4 Founders Reveal the Relationship Building Techniques That Led to Bigger, Better Clients

SMart entrepreneurs know that great relationships are the wind behind the sail of a successful business launch. Relationships with lenders, suppliers, customers, employees – and even competitors – can make or break a business.

Like a skilled general, a wise business owner will master the art of winning hearts and forging alliances. The reason is simple. People prefer to support and work with those they love and trust.

I hosted a live Q&A session with successful founders where we discussed strategies for building relationships that support you and move you forward in business. Here are their top tips:

Always show up and leave your agenda at the door

Kara Richardson Whitely


Kara Richardson Whitely’s philosophy is simple: be seen and be useful.

She’s an influencer and advisor, helping brands connect with the often overlooked plus size market, which accounts for two-thirds of American women.

“Showing up to networking events and taking the time to get to know people in a non-transactional way has led to deeper relationships and greater opportunities.”

The body-positive triple threat (adventurer, author, and influencer) embraces inclusivity and actively seeks ways to get to know and help the diverse cadre of influencers in her growing network. Her constant “being” even led to a referral for a dream project that took her all the way to Puerto Rico.

Undoubtedly, Whitely’s popularity within her network helps her business thrive.

“There are a lot of opportunities for all of us to go around.”

Take advantage of multiple communities

Rebecca Orlov

Rebecca Orlov


Founder Rebecca Orlov credits her communities for giving her the juice to entirely rebrand her marketing consultancy, Epic Playdate.
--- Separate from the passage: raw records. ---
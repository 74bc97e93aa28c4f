//! Path derivation and resolution over the module/directory tree.
//!
//! Directories reference their parent by shortid; a path is computed by
//! walking the parent chain to the root. The walk tracks visited shortids so
//! a corrupt parent link surfaces as [`PathError::ParentCycle`] instead of
//! looping forever. Unknown parents terminate the walk at the root, which
//! keeps partially synced trees usable.

use rustc_hash::FxHashSet;
use thiserror::Error;

use crate::types::{Directory, EntityId, Module, ShortId};

/// Failure while deriving a path.
#[derive(Debug, Clone, PartialEq, Eq, Error)]
pub enum PathError {
    /// A directory's parent chain loops back on itself.
    #[error("directory `{0}` is part of a parent cycle")]
    ParentCycle(ShortId),
}

/// Computes the absolute path of a module, e.g. `/src/index.js`.
///
/// Returns `Ok(None)` when the module id is unknown.
pub fn module_path(
    modules: &[Module],
    directories: &[Directory],
    id: &EntityId,
) -> Result<Option<String>, PathError> {
    let Some(module) = modules.iter().find(|module| &module.id == id) else {
        return Ok(None);
    };
    let chain = parent_chain(directories, module.directory_shortid.as_ref())?;
    Ok(Some(join_path(&chain, module.title.as_str())))
}

/// Computes the absolute path of a directory, with a trailing name and no
/// trailing slash, e.g. `/src/components`.
///
/// Returns `Ok(None)` when the directory id is unknown.
pub fn directory_path(
    directories: &[Directory],
    id: &EntityId,
) -> Result<Option<String>, PathError> {
    let Some(directory) = directories.iter().find(|directory| &directory.id == id) else {
        return Ok(None);
    };
    let chain = parent_chain(directories, directory.directory_shortid.as_ref())?;
    Ok(Some(join_path(&chain, directory.title.as_str())))
}

/// Resolves a path to a module.
///
/// Returns `None` for anything outside the tracked tree (for example a
/// dependency typing file); callers treat that as a silent no-op.
pub fn resolve_module<'a>(
    path: &str,
    modules: &'a [Module],
    directories: &[Directory],
) -> Option<&'a Module> {
    let (dir_segments, title) = split_path(path)?;
    let parent = resolve_segments(&dir_segments, directories)?;
    modules.iter().find(|module| {
        module.title == title && module.directory_shortid == parent
    })
}

/// Resolves a path to a directory.
pub fn resolve_directory<'a>(
    path: &str,
    directories: &'a [Directory],
) -> Option<&'a Directory> {
    let (dir_segments, title) = split_path(path)?;
    let parent = resolve_segments(&dir_segments, directories)?;
    directories.iter().find(|directory| {
        directory.title == title && directory.directory_shortid == parent
    })
}

/// Collects every module and directory living under `directory`, including
/// nested ones. Used by directory deletes, which cascade.
pub fn modules_and_directories_in<'a>(
    directory: &Directory,
    modules: &'a [Module],
    directories: &'a [Directory],
) -> (Vec<&'a Module>, Vec<&'a Directory>) {
    let mut shortids = FxHashSet::default();
    shortids.insert(directory.shortid.clone());

    // Fixpoint over the parent links; the visited set doubles as the cycle
    // guard.
    loop {
        let mut grew = false;
        for child in directories {
            if let Some(parent) = &child.directory_shortid {
                if shortids.contains(parent) && shortids.insert(child.shortid.clone()) {
                    grew = true;
                }
            }
        }
        if !grew {
            break;
        }
    }

    let removed_directories = directories
        .iter()
        .filter(|child| shortids.contains(&child.shortid) && child.shortid != directory.shortid)
        .collect();
    let removed_modules = modules
        .iter()
        .filter(|module| {
            module
                .directory_shortid
                .as_ref()
                .is_some_and(|parent| shortids.contains(parent))
        })
        .collect();

    (removed_modules, removed_directories)
}

fn parent_chain<'a>(
    directories: &'a [Directory],
    start: Option<&ShortId>,
) -> Result<Vec<&'a Directory>, PathError> {
    let mut chain = Vec::new();
    let mut visited = FxHashSet::default();
    let mut cursor = start.cloned();

    while let Some(shortid) = cursor {
        if !visited.insert(shortid.clone()) {
            return Err(PathError::ParentCycle(shortid));
        }
        match directories
            .iter()
            .find(|directory| directory.shortid == shortid)
        {
            Some(directory) => {
                chain.push(directory);
                cursor = directory.directory_shortid.clone();
            }
            // Unknown parent: treat the chain as ending at the root.
            None => break,
        }
    }

    Ok(chain)
}

fn join_path(chain: &[&Directory], title: &str) -> String {
    let mut path = String::new();
    for directory in chain.iter().rev() {
        path.push('/');
        path.push_str(directory.title.as_str());
    }
    path.push('/');
    path.push_str(title);
    path
}

fn split_path(path: &str) -> Option<(Vec<&str>, &str)> {
    let mut segments: Vec<&str> = path
        .split('/')
        .filter(|segment| !segment.is_empty())
        .collect();
    let title = segments.pop()?;
    Some((segments, title))
}

fn resolve_segments(segments: &[&str], directories: &[Directory]) -> Option<Option<ShortId>> {
    let mut parent: Option<ShortId> = None;
    for segment in segments {
        let directory = directories.iter().find(|directory| {
            directory.title == *segment && directory.directory_shortid == parent
        })?;
        parent = Some(directory.shortid.clone());
    }
    Some(parent)
}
These relationships have also helped her onboard long-term clients. and consultants for his business. She says meaningful involvement in her communities requires special attention.

“I wholeheartedly invest time in my particular communities. I engage and inform myself in the same way, while actively listening and supporting. »

Orlov says being “present, compassionate, and caring” is key to building successful relationships.

Simply? Kindness matters. And her business benefits from the good karma she sends among her communities.

“What I’m trying to get is just a connection. “I to feel better. I’m connecting with more people and, honestly, I’ve never been happier.

Open every door like yourself

Sally Wolf

Sally Wolf


Sally Wolf knows that authenticity is a magnet for abundance. The corporate wellness expert and founder of LightWorks empowers her clients to thrive by infusing authenticity into everything they do, then empowering their teams to do the same.

Wolf also applies this commitment to authenticity to everything she does herself. She describes a recent experience where she accepted an interview invitation on LinkedIn Live, because the circumstances “seemed right.”

“My mindset wasn’t to land a big client as a result of this interview. It’s too far and that would have taken me out of the present moment. Instead, I focused on the instilling an upbeat, positive energy and personal authenticity throughout the conversation I believe that if we do this every time we show up, whether it’s to reconnect with a former colleague or meet someone again, we will open the right doors at the right time.

In this perfect, “just right” moment on LinkedIn Live, Wolf shone, coming across as authentic and real. She even got a cold call from a very impressed viewer.

The result? Wolf landed a five-figure dream client a month just by being authentic herself.

Focus on quality research – and be creative

Dayna Lapkovsky

Dayna Lapkovsky


Dayna Lapkovsky, founder of the frank leadership community, describes how curious creativity has helped her cement new relationships:

“While building a successful startup, I hand-delivered a giant chess piece with a personalized note to 10 highly targeted decision makers who I identified as dream customers. The total cost was around $700.

While the financial investment was relatively small, Lapkovsky’s time investment was significant. She conducted detailed research to learn more about her identified leads, which helped her narrow down the 10 she thought might be a good fit.

Taking the time to learn about her outlook has also helped her build what she calls the “wow” factor in her awareness.

“I came to them with two points of ‘wow. The first was the element of surprise, which was the actual gift. The second part was curiosity. In this personalized note, I tapped into something that piqued their interest and demonstrated my interest in them.

She landed appointments with the majority of her prospects, and closed 2 of them as clients.

“Much of my outreach is cold, but through research I am able to connect and open the gateways for greater conversation.”

The views and opinions expressed herein are the views and opinions of the author and do not necessarily reflect those of Nasdaq, Inc.